Yeah, lowercase Cyrillic П is п, which looks like lowercase Greek π in
some fonts, but in cursive form it looks more like Latin lowercase n.
It wouldn't make sense to encode Cyrillic п the same as Greek π or Latin
lowercase n just by appearance, since logically it stands as its own
character despite its various appearances.  But it wouldn't make sense
to encode it differently just because you're using a different font!
Similarly, lowercase Cyrillic т in some cursive fonts looks like
lowercase Latin m.  I don't think it would make sense to encode
lowercase Т as Latin m just because of that.

Eventually you have no choice but to encode by logical meaning rather than by appearance, since there are many lookalikes between different languages that actually mean something completely different, and often behaves completely differently.

T

-- 
People say I'm indecisive, but I'm not sure about that. -- YHL, CONLANG

On 6/3/2016 3:10 AM, Vladimir Panteleev wrote: > I don't think it would work (or at least, the analogy doesn't hold). It would > mean that you can't add new precomposited characters, because that means that > previously valid sequences are now invalid. So don't add new precomposited characters when a recognized existing sequence exists.

On 6/3/2016 3:14 AM, Vladimir Panteleev wrote: > That's not right either. Cyrillic letters can look slightly different from their > latin lookalikes in some circumstances. > > I'm sure there are extremely good reasons for not using the latin lookalikes in > the Cyrillic alphabets, because most (all?) 8-bit Cyrillic encodings use > separate codes for the lookalikes. It's not restricted to Unicode. How did people ever get by with printed books and documents?

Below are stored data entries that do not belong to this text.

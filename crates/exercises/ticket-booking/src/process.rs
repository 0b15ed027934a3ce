//! Booking and cancellation orchestration.

use std::io::Write;

use common::{emit, Finally};

use crate::booking::BookingSystem;
use crate::passenger::Passenger;

/// Book `ticket_number` for `passenger` and report the outcome to `out`.
///
/// Prints one outcome line, then the booking summary and
/// `Booking process finished.` on every exit path.
pub fn process_booking<W: Write>(
    system: &mut BookingSystem,
    ticket_number: &str,
    passenger: Passenger,
    out: &mut W,
) {
    let mut session = Finally::new(
        (out, system),
        |(out, system): &mut (&mut W, &mut BookingSystem)| {
            summarize(out, system, "Booking process finished.");
        },
    );
    let (out, system) = &mut *session;

    match system.book(ticket_number, passenger) {
        Ok(()) => {
            tracing::info!(ticket = ticket_number, "Booking succeeded");
            emit(out, format_args!("Ticket booked: {ticket_number}"));
        }
        Err(err) => {
            tracing::warn!(ticket = ticket_number, code = err.kind().code(), error = %err, "Booking failed");
            emit(out, format_args!("Booking failed ({ticket_number}): {err}"));
        }
    }
}

/// Cancel `ticket_number` and report the outcome to `out`.
///
/// Prints one outcome line, then the booking summary and
/// `Cancellation process finished.` on every exit path.
pub fn process_cancellation<W: Write>(system: &mut BookingSystem, ticket_number: &str, out: &mut W) {
    let mut session = Finally::new(
        (out, system),
        |(out, system): &mut (&mut W, &mut BookingSystem)| {
            summarize(out, system, "Cancellation process finished.");
        },
    );
    let (out, system) = &mut *session;

    match system.cancel(ticket_number) {
        Ok(ticket) => {
            tracing::info!(ticket = ticket_number, "Cancellation succeeded");
            emit(
                out,
                format_args!(
                    "Ticket cancelled: {ticket_number} ({})",
                    ticket.passenger().name()
                ),
            );
        }
        Err(err) => {
            tracing::warn!(ticket = ticket_number, code = err.kind().code(), error = %err, "Cancellation failed");
            emit(out, format_args!("Cancellation failed ({ticket_number}): {err}"));
        }
    }
}

fn summarize<W: Write + ?Sized>(out: &mut W, system: &BookingSystem, closing: &str) {
    emit(
        out,
        format_args!(
            "Booked tickets: {} of {}",
            system.booked(),
            system.capacity()
        ),
    );
    emit(out, closing);
}
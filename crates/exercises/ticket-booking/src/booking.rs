//! Booking system - tickets bounded by seat capacity.

use domain::{not_blank, validate_fields, DomainError, DomainResult, Identified, Registry};
use validator::Validate;

use crate::passenger::Passenger;

/// A booked seat.
#[derive(Debug, Clone, PartialEq, Eq, Validate)]
pub struct Ticket {
    #[validate(custom(function = "not_blank"))]
    number: String,
    passenger: Passenger,
}

impl Ticket {
    /// # Errors
    /// `InvalidArgument` if the ticket number is blank.
    pub fn new(number: impl Into<String>, passenger: Passenger) -> DomainResult<Self> {
        let ticket = Self {
            number: number.into().trim().to_string(),
            passenger,
        };
        validate_fields(&ticket)?;
        Ok(ticket)
    }

    pub fn number(&self) -> &str {
        &self.number
    }

    pub fn passenger(&self) -> &Passenger {
        &self.passenger
    }
}

impl Identified for Ticket {
    const LABEL: &'static str = "ticket";

    fn id(&self) -> &str {
        &self.number
    }
}

/// Tickets keyed by ticket number, never more than `capacity` at a time.
#[derive(Debug)]
pub struct BookingSystem {
    capacity: usize,
    tickets: Registry<Ticket>,
}

impl BookingSystem {
    /// # Errors
    /// `InvalidArgument` if `capacity` is zero.
    pub fn new(capacity: usize) -> DomainResult<Self> {
        if capacity == 0 {
            return Err(DomainError::invalid_argument("capacity must be > 0"));
        }
        Ok(Self {
            capacity,
            tickets: Registry::new(),
        })
    }

    pub fn capacity(&self) -> usize {
        self.capacity
    }

    /// Number of booked tickets
    pub fn booked(&self) -> usize {
        self.tickets.len()
    }

    /// Seats still free
    pub fn available(&self) -> usize {
        self.capacity - self.tickets.len()
    }

    pub fn has_ticket(&self, number: &str) -> bool {
        self.tickets.contains(number)
    }

    pub fn find_ticket(&self, number: &str) -> DomainResult<&Ticket> {
        self.tickets.find(number)
    }

    /// Book a seat for `passenger` under `number`.
    ///
    /// Checks run in order: well-formed ticket number, not already booked,
    /// a seat is free.
    pub fn book(&mut self, number: impl Into<String>, passenger: Passenger) -> DomainResult<()> {
        let ticket = Ticket::new(number, passenger)?;

        if self.tickets.contains(ticket.number()) {
            return Err(DomainError::duplicate_key(format!(
                "ticket {} is already booked",
                ticket.number()
            )));
        }
        if self.tickets.len() >= self.capacity {
            return Err(DomainError::limit_exceeded(format!(
                "Seats are full: all {} seats are booked",
                self.capacity
            )));
        }

        tracing::debug!(ticket = ticket.number(), passenger = ticket.passenger().name(), "Ticket booked");
        self.tickets.add(ticket)
    }

    /// Cancel a booking and return the released ticket
    pub fn cancel(&mut self, number: &str) -> DomainResult<Ticket> {
        let ticket = self.tickets.remove(number)?;
        tracing::debug!(ticket = number, "Ticket cancelled");
        Ok(ticket)
    }
}

#[cfg(test)]
mod tests {
    use domain::ErrorKind;

    use super::*;

    fn passenger(name: &str) -> Passenger {
        Passenger::new(name, format!("ID-{name}")).unwrap()
    }

    #[test]
    fn test_duplicate_checked_before_capacity() {
        let mut system = BookingSystem::new(1).unwrap();
        system.book("T-001", passenger("Ayu")).unwrap();

        let err = system.book("T-001", passenger("Budi")).unwrap_err();
        assert_eq!(err.kind(), ErrorKind::DuplicateKey);
        assert_eq!(
            system.find_ticket("T-001").unwrap().passenger().name(),
            "Ayu"
        );
    }

    #[test]
    fn test_available_seats() {
        let mut system = BookingSystem::new(3).unwrap();
        assert_eq!(system.available(), 3);
        system.book("T-001", passenger("Ayu")).unwrap();
        assert_eq!(system.available(), 2);
        system.cancel("T-001").unwrap();
        assert_eq!(system.available(), 3);
    }

    #[test]
    fn test_cancel_returns_ticket() {
        let mut system = BookingSystem::new(1).unwrap();
        system.book("T-001", passenger("Ayu")).unwrap();

        let ticket = system.cancel("T-001").unwrap();
        assert_eq!(ticket.number(), "T-001");
        assert_eq!(ticket.passenger().identity(), "ID-Ayu");
    }
}
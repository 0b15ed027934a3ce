//! Domain-level constants.
//!
//! These constants define the default business rules of each exercise.
//! Runtime overrides are loaded by `common::Settings`.

// =============================================================================
// Bank account
// =============================================================================

/// Largest amount a single withdrawal may take (inclusive)
pub const DEFAULT_WITHDRAWAL_CEILING: f64 = 100_000.0;

// =============================================================================
// Medical record
// =============================================================================

/// Youngest valid patient age
pub const PATIENT_MIN_AGE: i32 = 0;

/// Oldest valid patient age
pub const DEFAULT_PATIENT_MAX_AGE: i32 = 120;

// =============================================================================
// Online course
// =============================================================================

/// Minimum participant age for course registration
pub const DEFAULT_COURSE_MIN_AGE: u32 = 18;

/// Bachelor's degree
pub const EDUCATION_BACHELOR: &str = "Bachelor";

/// Master's degree
pub const EDUCATION_MASTER: &str = "Master";

/// Education levels accepted for course registration
pub const ACCEPTED_EDUCATION_LEVELS: &[&str] = &[EDUCATION_BACHELOR, EDUCATION_MASTER];

/// Check if an education level is accepted by default
pub fn is_accepted_education_level(level: &str) -> bool {
    ACCEPTED_EDUCATION_LEVELS.contains(&level)
}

On 6/3/2016 9:28 AM, H. S. Teoh via Digitalmars-d wrote: > Eventually you have no choice but to encode by logical meaning rather > than by appearance, since there are many lookalikes between different > languages that actually mean something completely different, and often > behaves completely differently. It's almost as if printed documents and books have never existed!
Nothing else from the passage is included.